El presidente de la Asamblea Nacional de Venezuela, Jorge Rodríguez, informó el martes que asciende a 1.943 el número de muertos por los terremotos ocurridos el 24 de junio.
Hasta el momento se han registrado 10.571 heridos, a la vez que 15.866 personas permanecen damnificadas y otras 22.619 reciben atención en centros de salud. El balance sobre la cantidad de víctimas informada el lunes indicaba 1.719 fallecidos, y 5.034 heridos.
Rodríguez detalló que los equipos de emergencia lograron rescatar a 6.461 personas. Precisó que entre 13.400 y 13.500 personas consiguieron evacuar la zona del desastre por sus propios medios o con ayuda de sus familiares durante las primeras horas de la crisis.
Terremotos en Venezuela
La presidenta encargada, Delcy Rodríguez, informó que un contingente de más de 3.300 rescatistas procedentes de 27 países -coordinados por la Organización de las Naciones Unidas (ONU)- ya opera en las áreas críticas para reforzar las tareas de excavación y auxilio.

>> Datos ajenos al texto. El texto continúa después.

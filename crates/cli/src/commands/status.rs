// SPDX-License-Identifier: BUSL-1.1
// Copyright (c) 2026 Alfred Jean LLC

//! `mill status` - show a run's status

use crate::error::CliError;
use crate::output::{format_or_json, paint_status, OutputFormat};
use mill_engine::Supervisor;
use std::path::Path;

pub fn status(run_id: &str, format: OutputFormat, runs_root: &Path) -> Result<(), CliError> {
    let supervisor = Supervisor::new(runs_root);
    let summary = supervisor.status(run_id)?;
    format_or_json(format, &summary, || {
        println!("{} {}", summary.id, paint_status(summary.status));
    })
    .map_err(CliError::render)
}
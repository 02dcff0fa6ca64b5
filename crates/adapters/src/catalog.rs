// SPDX-License-Identifier: BUSL-1.1
// Copyright (c) 2026 Alfred Jean LLC

//! Model catalog.
//!
//! Model ids come from an explicit override or from the PI driver's settings
//! file (`~/.pi/agent/settings.json::enabledModels`). Normalization trims,
//! drops empties, and deduplicates preserving first-seen order.

use indexmap::IndexSet;
use serde::Deserialize;
use std::path::{Path, PathBuf};

/// Settings file location relative to `$HOME`.
const PI_SETTINGS_REL: &str = ".pi/agent/settings.json";

#[derive(Debug, Deserialize)]
struct PiSettings {
    #[serde(default, rename = "enabledModels")]
    enabled_models: Vec<String>,
}

/// Trim, drop empties, dedupe preserving first-seen order. Idempotent.
pub fn normalize_models<I>(models: I) -> Vec<String>
where
    I: IntoIterator,
    I::Item: AsRef<str>,
{
    let mut seen: IndexSet<String> = IndexSet::new();
    for model in models {
        let trimmed = model.as_ref().trim();
        if !trimmed.is_empty() {
            seen.insert(trimmed.to_string());
        }
    }
    seen.into_iter().collect()
}

/// A non-empty, normalized set of known model ids.
#[derive(Debug, Clone, PartialEq, Eq)]
pub struct ModelCatalog {
    models: Vec<String>,
}

impl ModelCatalog {
    /// Build from an explicit list; `None` when nothing survives
    /// normalization.
    pub fn from_models<I>(models: I) -> Option<Self>
    where
        I: IntoIterator,
        I::Item: AsRef<str>,
    {
        let models = normalize_models(models);
        if models.is_empty() {
            None
        } else {
            Some(Self { models })
        }
    }

    /// Load from the PI settings file under the given home directory.
    /// Missing or unreadable settings mean "no catalog", not an error.
    pub fn from_pi_settings(home: &Path) -> Option<Self> {
        let path = home.join(PI_SETTINGS_REL);
        let bytes = std::fs::read(&path).ok()?;
        match serde_json::from_slice::<PiSettings>(&bytes) {
            Ok(settings) => Self::from_models(settings.enabled_models),
            Err(e) => {
                tracing::warn!(path = %path.display(), error = %e, "ignoring unparsable driver settings");
                None
            }
        }
    }

    /// Resolve a catalog: explicit override first, then the settings file of
    /// the `$HOME` the process sees.
    pub fn resolve(override_models: Option<Vec<String>>) -> Option<Self> {
        if let Some(models) = override_models {
            return Self::from_models(models);
        }
        Self::from_pi_settings(&home_dir()?)
    }

    pub fn contains(&self, model: &str) -> bool {
        self.models.iter().any(|m| m == model)
    }

    pub fn models(&self) -> &[String] {
        &self.models
    }
}

fn home_dir() -> Option<PathBuf> {
    // HOME first so tests (and callers) can point at a scratch home.
    std::env::var_os("HOME").map(PathBuf::from).or_else(dirs::home_dir)
}

#[cfg(test)]
#[path = "catalog_tests.rs"]
mod tests;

En tanto, la plataforma Desaparecidos Terremoto Venezuela señala que un total de 42.655 siguen sin contacto, mientras que 15.097 ya fueron localizadas sobre un total de 57.752 reportadas como buscadas.

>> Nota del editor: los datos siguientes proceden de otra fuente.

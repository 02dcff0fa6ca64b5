// SPDX-License-Identifier: BUSL-1.1
// Copyright (c) 2026 Alfred Jean LLC

//! Run and spawn identifiers.
//!
//! Both id kinds are fixed-capacity inline buffers so they stay `Copy` and
//! can key hash maps through `Borrow<str>`.

/// Maximum byte length for an inline ID.
///
/// Run ids are `run_<unix-seconds>_<8-char nanoid>` (23 bytes today, 24 after
/// year 2286); spawn ids are `spn-<19-char nanoid>` (23 bytes).
pub const ID_MAX_LEN: usize = 32;

/// Returns a string slice truncated to at most `n` characters.
pub fn short(s: &str, n: usize) -> &str {
    if s.len() <= n {
        s
    } else {
        &s[..n]
    }
}

/// Fixed-size inline ID buffer. Always ≤ 32 ASCII bytes, `Copy`.
#[derive(Clone, Copy, PartialEq, Eq)]
pub struct IdBuf {
    len: u8,
    buf: [u8; ID_MAX_LEN],
}

impl std::hash::Hash for IdBuf {
    fn hash<H: std::hash::Hasher>(&self, state: &mut H) {
        // Hash only the active bytes so it matches str::hash,
        // which is required for Borrow<str> HashMap lookups.
        self.as_str().hash(state);
    }
}

impl IdBuf {
    pub fn new(s: &str) -> Self {
        debug_assert!(
            s.len() <= ID_MAX_LEN,
            "ID exceeds {} bytes ({} bytes): {:?}",
            ID_MAX_LEN,
            s.len(),
            s,
        );
        let len = s.len().min(ID_MAX_LEN);
        let mut buf = [0u8; ID_MAX_LEN];
        buf[..len].copy_from_slice(&s.as_bytes()[..len]);
        Self { len: len as u8, buf }
    }

    pub fn as_str(&self) -> &str {
        // Invariant: only constructed from &str, always valid UTF-8.
        match std::str::from_utf8(&self.buf[..self.len as usize]) {
            Ok(s) => s,
            Err(_) => unreachable!("IdBuf constructed from non-UTF-8"),
        }
    }

    pub fn is_empty(&self) -> bool {
        self.len == 0
    }
}

impl std::borrow::Borrow<str> for IdBuf {
    fn borrow(&self) -> &str {
        self.as_str()
    }
}

impl std::fmt::Debug for IdBuf {
    fn fmt(&self, f: &mut std::fmt::Formatter<'_>) -> std::fmt::Result {
        write!(f, "{:?}", self.as_str())
    }
}

impl std::fmt::Display for IdBuf {
    fn fmt(&self, f: &mut std::fmt::Formatter<'_>) -> std::fmt::Result {
        write!(f, "{}", self.as_str())
    }
}

impl serde::Serialize for IdBuf {
    fn serialize<S>(&self, serializer: S) -> Result<S::Ok, S::Error>
    where
        S: serde::Serializer,
    {
        serializer.serialize_str(self.as_str())
    }
}

impl<'de> serde::Deserialize<'de> for IdBuf {
    fn deserialize<D>(deserializer: D) -> Result<Self, D::Error>
    where
        D: serde::Deserializer<'de>,
    {
        // Cow accepts both borrowed and owned input (serde_json::Value
        // deserialization cannot lend borrowed strings).
        let s = <std::borrow::Cow<'de, str>>::deserialize(deserializer)?;
        if s.len() > ID_MAX_LEN {
            return Err(serde::de::Error::custom(format!("ID exceeds {} bytes: {:?}", ID_MAX_LEN, s)));
        }
        Ok(IdBuf::new(&s))
    }
}

macro_rules! id_common {
    ($name:ident) => {
        impl $name {
            /// Create an ID from an existing string (parsing/deserialization).
            pub fn from_string(id: impl AsRef<str>) -> Self {
                Self(IdBuf::new(id.as_ref()))
            }

            pub fn as_str(&self) -> &str {
                self.0.as_str()
            }

            pub fn is_empty(&self) -> bool {
                self.0.is_empty()
            }
        }

        impl std::fmt::Display for $name {
            fn fmt(&self, f: &mut std::fmt::Formatter<'_>) -> std::fmt::Result {
                write!(f, "{}", self.0.as_str())
            }
        }

        impl From<&str> for $name {
            fn from(s: &str) -> Self {
                Self::from_string(s)
            }
        }

        impl From<String> for $name {
            fn from(s: String) -> Self {
                Self::from_string(s)
            }
        }

        impl AsRef<str> for $name {
            fn as_ref(&self) -> &str {
                self.0.as_str()
            }
        }

        impl PartialEq<str> for $name {
            fn eq(&self, other: &str) -> bool {
                self.0.as_str() == other
            }
        }

        impl PartialEq<&str> for $name {
            fn eq(&self, other: &&str) -> bool {
                self.0.as_str() == *other
            }
        }

        impl std::borrow::Borrow<str> for $name {
            fn borrow(&self) -> &str {
                self.0.as_str()
            }
        }

        impl std::ops::Deref for $name {
            type Target = str;

            fn deref(&self) -> &str {
                self.0.as_str()
            }
        }
    };
}

/// Unique identifier for a run: `run_<unix-seconds>_<random>`.
///
/// The timestamp segment makes ids roughly sortable by submission time when
/// listed lexically; uniqueness comes from the random tail.
#[derive(Debug, Clone, Copy, PartialEq, Eq, Hash, serde::Serialize, serde::Deserialize)]
#[serde(transparent)]
pub struct RunId(pub IdBuf);

impl RunId {
    pub const PREFIX: &'static str = "run_";

    /// Mint a new run id from the given unix-seconds timestamp.
    pub fn generate(unix_secs: u64) -> Self {
        Self(IdBuf::new(&format!("{}{}_{}", Self::PREFIX, unix_secs, nanoid::nanoid!(8))))
    }

    /// True when the string has the `run_<time>_<rand>` shape.
    pub fn is_well_formed(s: &str) -> bool {
        let Some(rest) = s.strip_prefix(Self::PREFIX) else {
            return false;
        };
        let mut parts = rest.splitn(2, '_');
        let time_ok = parts.next().is_some_and(|t| !t.is_empty() && t.bytes().all(|b| b.is_ascii_digit()));
        let rand_ok = parts.next().is_some_and(|r| !r.is_empty());
        time_ok && rand_ok && s.len() <= ID_MAX_LEN
    }
}

id_common!(RunId);

/// Unique identifier for one `factory.spawn` call within a run: `spn-<random>`.
#[derive(Debug, Clone, Copy, PartialEq, Eq, Hash, serde::Serialize, serde::Deserialize)]
#[serde(transparent)]
pub struct SpawnId(pub IdBuf);

impl SpawnId {
    pub const PREFIX: &'static str = "spn-";

    /// Mint a new random spawn id.
    pub fn generate() -> Self {
        Self(IdBuf::new(&format!("{}{}", Self::PREFIX, nanoid::nanoid!(19))))
    }
}

id_common!(SpawnId);

#[cfg(test)]
#[path = "id_tests.rs"]
mod tests;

“La respuesta no está a la altura de la magnitud de las necesidades humanitarias. Los servicios médicos de los centros de salud y las unidades móviles están desbordados, los refugios están a plena capacidad y los servicios de agua y electricidad siguen interrumpidos en todas las zonas afectadas”, indicó el IRC en el comunicado.
Terremotos en Venezuela
Los rescates que quedan son muy difíciles en Venezuela
“Nos quedan los rescates más difíciles y más riesgosos”, reconoció desde La Guaira Exequiel Gallardo, miembro del Grupo USAR de Bomberos de Chile, reportó la cadena estadounidense CNN.

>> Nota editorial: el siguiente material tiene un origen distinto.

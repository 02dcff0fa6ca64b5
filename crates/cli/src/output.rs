// SPDX-License-Identifier: BUSL-1.1
// Copyright (c) 2026 Alfred Jean LLC

//! Output rendering: format selection, JSON lines, and status styling.
//!
//! Styling keys off the run status rather than a generic palette: terminal
//! statuses read green/red/yellow at a glance, live ones cyan. Colors drop
//! out under `NO_COLOR`, come back under `MILL_COLOR=1`, and otherwise
//! follow the TTY check.

use clap::builder::styling::{AnsiColor, Color, Style, Styles};
use mill_core::RunStatus;
use serde::Serialize;
use std::io::IsTerminal;

#[derive(Clone, Copy, Debug, Default, PartialEq)]
pub enum OutputFormat {
    #[default]
    Text,
    Json,
}

impl OutputFormat {
    pub fn from_flag(json: bool) -> Self {
        if json {
            OutputFormat::Json
        } else {
            OutputFormat::Text
        }
    }
}

/// Print one complete JSON document on one line (the `--json` contract).
pub fn json_line<T: Serialize>(value: &T) -> Result<(), serde_json::Error> {
    println!("{}", serde_json::to_string(value)?);
    Ok(())
}

/// Format-branch helper: JSON line when requested, otherwise `text_fn`.
pub fn format_or_json<T: Serialize>(
    format: OutputFormat,
    data: &T,
    text_fn: impl FnOnce(),
) -> Result<(), serde_json::Error> {
    match format {
        OutputFormat::Json => json_line(data),
        OutputFormat::Text => {
            text_fn();
            Ok(())
        }
    }
}

/// Whether human output may use color. `NO_COLOR` (any value) wins,
/// `MILL_COLOR=1` forces color for non-TTY consumers, otherwise stdout must
/// be a terminal.
pub fn color_enabled() -> bool {
    if std::env::var_os("NO_COLOR").is_some() {
        return false;
    }
    if std::env::var("MILL_COLOR").is_ok_and(|v| v == "1") {
        return true;
    }
    std::io::stdout().is_terminal()
}

/// Help styling for clap: bold headers, cyan literals.
pub fn help_styles() -> Styles {
    if !color_enabled() {
        return Styles::plain();
    }
    Styles::styled()
        .header(Style::new().bold())
        .literal(Style::new().fg_color(Some(Color::Ansi(AnsiColor::Cyan))))
        .placeholder(Style::new().dimmed())
}

fn sgr(code: &str, text: &str) -> String {
    if color_enabled() {
        format!("\x1b[{code}m{text}\x1b[0m")
    } else {
        text.to_string()
    }
}

/// A run status, colored by what it means: green for complete, red for
/// failed, yellow for cancelled, cyan for still-moving states.
pub fn paint_status(status: RunStatus) -> String {
    let code = match status {
        RunStatus::Complete => "32",
        RunStatus::Failed => "31",
        RunStatus::Cancelled => "33",
        RunStatus::Running => "36",
        RunStatus::Pending => "2",
    };
    sgr(code, &status.to_string())
}

/// Secondary detail: paths, sequence numbers, stream labels.
pub fn dim(text: &str) -> String {
    sgr("2", text)
}
// SPDX-License-Identifier: BUSL-1.1
// Copyright (c) 2026 Alfred Jean LLC

//! Test doubles shared by engine tests.

use async_trait::async_trait;
use mill_adapters::{DriverError, NormalizedEvent, SpawnOutput, SpawnRuntime};
use mill_core::{SpawnInput, SpawnResult};
use parking_lot::Mutex;
use std::time::Duration;
use tokio_util::sync::CancellationToken;

/// What a [`StubRuntime`] does for every spawn.
#[derive(Debug, Clone)]
pub enum StubBehavior {
    /// Return a successful result after an optional delay.
    Succeed { text: String, delay_ms: u64 },
    /// Fail like a driver that crashed without a terminal line.
    Fail,
    /// Block until cancelled.
    Hang,
}

/// In-process [`SpawnRuntime`] double; records every input it sees.
pub struct StubRuntime {
    pub behavior: StubBehavior,
    pub inputs: Mutex<Vec<SpawnInput>>,
}

impl StubRuntime {
    pub fn new(behavior: StubBehavior) -> Self {
        Self { behavior, inputs: Mutex::new(Vec::new()) }
    }
}

#[async_trait]
impl SpawnRuntime for StubRuntime {
    fn driver(&self) -> &str {
        "pi"
    }

    async fn spawn(
        &self,
        input: &SpawnInput,
        cancel: CancellationToken,
    ) -> Result<SpawnOutput, DriverError> {
        self.inputs.lock().push(input.clone());
        match &self.behavior {
            StubBehavior::Succeed { text, delay_ms } => {
                if *delay_ms > 0 {
                    tokio::select! {
                        _ = tokio::time::sleep(Duration::from_millis(*delay_ms)) => {}
                        _ = cancel.cancelled() => return Err(DriverError::Cancelled),
                    }
                }
                Ok(SpawnOutput {
                    events: vec![
                        NormalizedEvent::milestone("session:start"),
                        NormalizedEvent::tool_call("stub_tool"),
                    ],
                    result: SpawnResult {
                        text: text.clone(),
                        session_ref: Some("stub-session".to_string()),
                        agent: input.agent.clone(),
                        model: input.model.clone(),
                        driver: self.driver().to_string(),
                        exit_code: 0,
                        stop_reason: Some("stop".to_string()),
                        error_message: None,
                    },
                    raw: vec![
                        r#"{"type":"session","id":"stub"}"#.to_string(),
                        r#"{"type":"message_end"}"#.to_string(),
                    ],
                    stderr: Vec::new(),
                })
            }
            StubBehavior::Fail => Err(DriverError::ExitedWithoutTerminal {
                code: "1".to_string(),
                stderr_tail: ": stub driver crash".to_string(),
            }),
            StubBehavior::Hang => {
                cancel.cancelled().await;
                Err(DriverError::Cancelled)
            }
        }
    }
}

“Estamos llegando a una etapa en donde los rescates que quedan son los rescates imposibles, muy difíciles. Después del día 5, en el mundo ya estos rescates se conocen como rescates milagrosos. Porque no es normal o es muy poco frecuente que gente sobreviva tantos días. La lucha no de esas personas no es solo contra el reloj, sino también contra la deshidratación”, detalló.
Después de sacar a las víctimas que estaban en zonas más accesibles, restan los que pueden estar atrapados bajo varios pisos de escombros.